Enric Miralles, the author of the project, passed away in 2000. So did Donald Dewar, the project’s enthusiastic promoter – first in his capacity as Scottish minister within Britain’s Labour government that set the bases for autonomy, and as Scottish Prime Minister after the first legislative elections. How easy it would have been to blame the dead architect and client for the delays and the financial recklessness that have multiplied the parliamentary seat’s cost tenfold. But the report deplores the evasion of responsibility manifested by practically all the deponents – actually, Lord Fraser assures us that “It wis’nae me” was the common denominator of the hearings – and avoids naming scapegoats, preferring to spread out its censures ecumenically. Evaluating in fair terms the cost increases provoked by the enlargement of the building’s usable floor area by a third, or by the additional security measures deemed necessary in the wake of 9-11, the main reproach of the report falls upon the contracting method used – a fast-track system that, in the name of a paradoxically ill-attained speed of execution, makes the final drawing up of the project overlap with the successive tenders of the job itself, thereby keeping the budget in a permanent state of revision. But neither the politicians responsible nor the architects are spared chastisement.
Aspiring to become “the most important patron of the architecture of government for 300 years”, ever in search of quality, Dewar approved all the changes and cost increases, as would the Scottish Parliament commission that later replaced him in the role of client, a group of MPs with no experience whatsoever in building projects. The studio of Miralles, in turn, appears in the report as having been ill-fit to address the demands of a work of such a scale and complexity, and in constant conflict with RMJM, the Edinburgh office it was associated with. The Architects’ Journal reports on how both Benedetta Tagliabue – Miralles’ widow, who now heads his practice – and the directors de RMJM, after testifying in court, received written word from Lord Fraser warning them ahead of time that they would be objects of censure in the public report.

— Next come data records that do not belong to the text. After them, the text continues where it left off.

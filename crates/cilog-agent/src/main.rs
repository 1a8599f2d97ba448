//! cilog: parse CI job logs into structured findings.
//!
//! JSON results go to stdout; structured logs go to stderr.

use clap::Parser;
use serde::Serialize;
use tracing_subscriber::EnvFilter;

use cilog_agent::cli::{Cli, Command};
use cilog_agent::config::AnalyzerConfig;
use cilog_agent::runner::{self, Overrides};

fn print_json(value: &impl Serialize) -> anyhow::Result<()> {
    println!("{}", serde_json::to_string_pretty(value)?);
    Ok(())
}

#[tokio::main]
async fn main() -> anyhow::Result<()> {
    tracing_subscriber::fmt()
        .with_env_filter(EnvFilter::from_default_env())
        .with_writer(std::io::stderr)
        .json()
        .init();

    let cli = Cli::parse();
    tracing::info!(version = env!("CARGO_PKG_VERSION"), "cilog starting");

    // ── Load config ─────────────────────────────────────────────
    let config = AnalyzerConfig::load(cli.config.as_deref())?;

    match cli.command {
        Command::Analyze {
            root,
            baseline,
            parallel,
        } => {
            let config = Overrides {
                root,
                baseline,
                parallel,
            }
            .apply(config);
            let report = runner::analyze(&config).await?;
            print_json(&report)?;
        }
        Command::Tools => print_json(&runner::list_tools())?,
        Command::Run { tool, args, root } => {
            let config = Overrides {
                root,
                ..Overrides::default()
            }
            .apply(config);
            let result = runner::run_tool(&config, &tool, &args).await?;
            print_json(&result)?;
        }
    }

    Ok(())
}
use serde::{Deserialize, Serialize};
use std::collections::BTreeMap;

use crate::finding::{Finding, Severity};
use crate::jobs::JobAnalysis;

/// Aggregated analysis of one CI run: the subsystem's output contract.
#[derive(Debug, Clone, Serialize, Deserialize)]
pub struct Report {
    /// "success", "failure", "warning", or the baseline passed through.
    pub status: String,
    pub passed: bool,
    pub summary: String,
    /// Distinct tools that produced at least one finding.
    pub checks_performed: Vec<String>,
    pub critical_errors: Vec<Finding>,
    pub warnings: Vec<Finding>,
    pub info: Vec<Finding>,
    pub jobs_analyzed: Vec<JobAnalysis>,
    pub issue_analysis: IssueAnalysis,
}

impl Report {
    /// Total findings across all severity buckets.
    pub fn total_findings(&self) -> usize {
        self.critical_errors.len() + self.warnings.len() + self.info.len()
    }

    /// Findings in the given severity bucket.
    pub fn bucket(&self, severity: Severity) -> &[Finding] {
        match severity {
            Severity::Critical => &self.critical_errors,
            Severity::Warning => &self.warnings,
            Severity::Info => &self.info,
        }
    }
}

/// Root-cause summary attached to a report.
#[derive(Debug, Clone, Serialize, Deserialize)]
pub struct IssueAnalysis {
    /// Tool with the most findings, or "none".
    pub root_cause: String,
    /// Findings an auto-formatter can fix (prettier, black, isort).
    pub fix_applied: usize,
    pub recommendation: String,
    /// Finding count per tool.
    pub tool_breakdown: BTreeMap<String, usize>,
}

The Tory MP sourly laments the BBC’s embargo of the interviews that were made with Dewar and Miralles for the as yet unreleased program The Gathering Place, and that could have served as testimonies of the two deceased protagonists. In his opinion, nothing sums up his report better than a handwritten note, dated March 1999, of the consultant Ian McAndie: “Nobody tells Enric to think about economy with any seriousness.”
The fractured volumes of the Scottish Parliament blend into the historic center of Edinburgh with a choreographic spirit which is also present in the extreme articulation and frozen movement of the warm interior spaces.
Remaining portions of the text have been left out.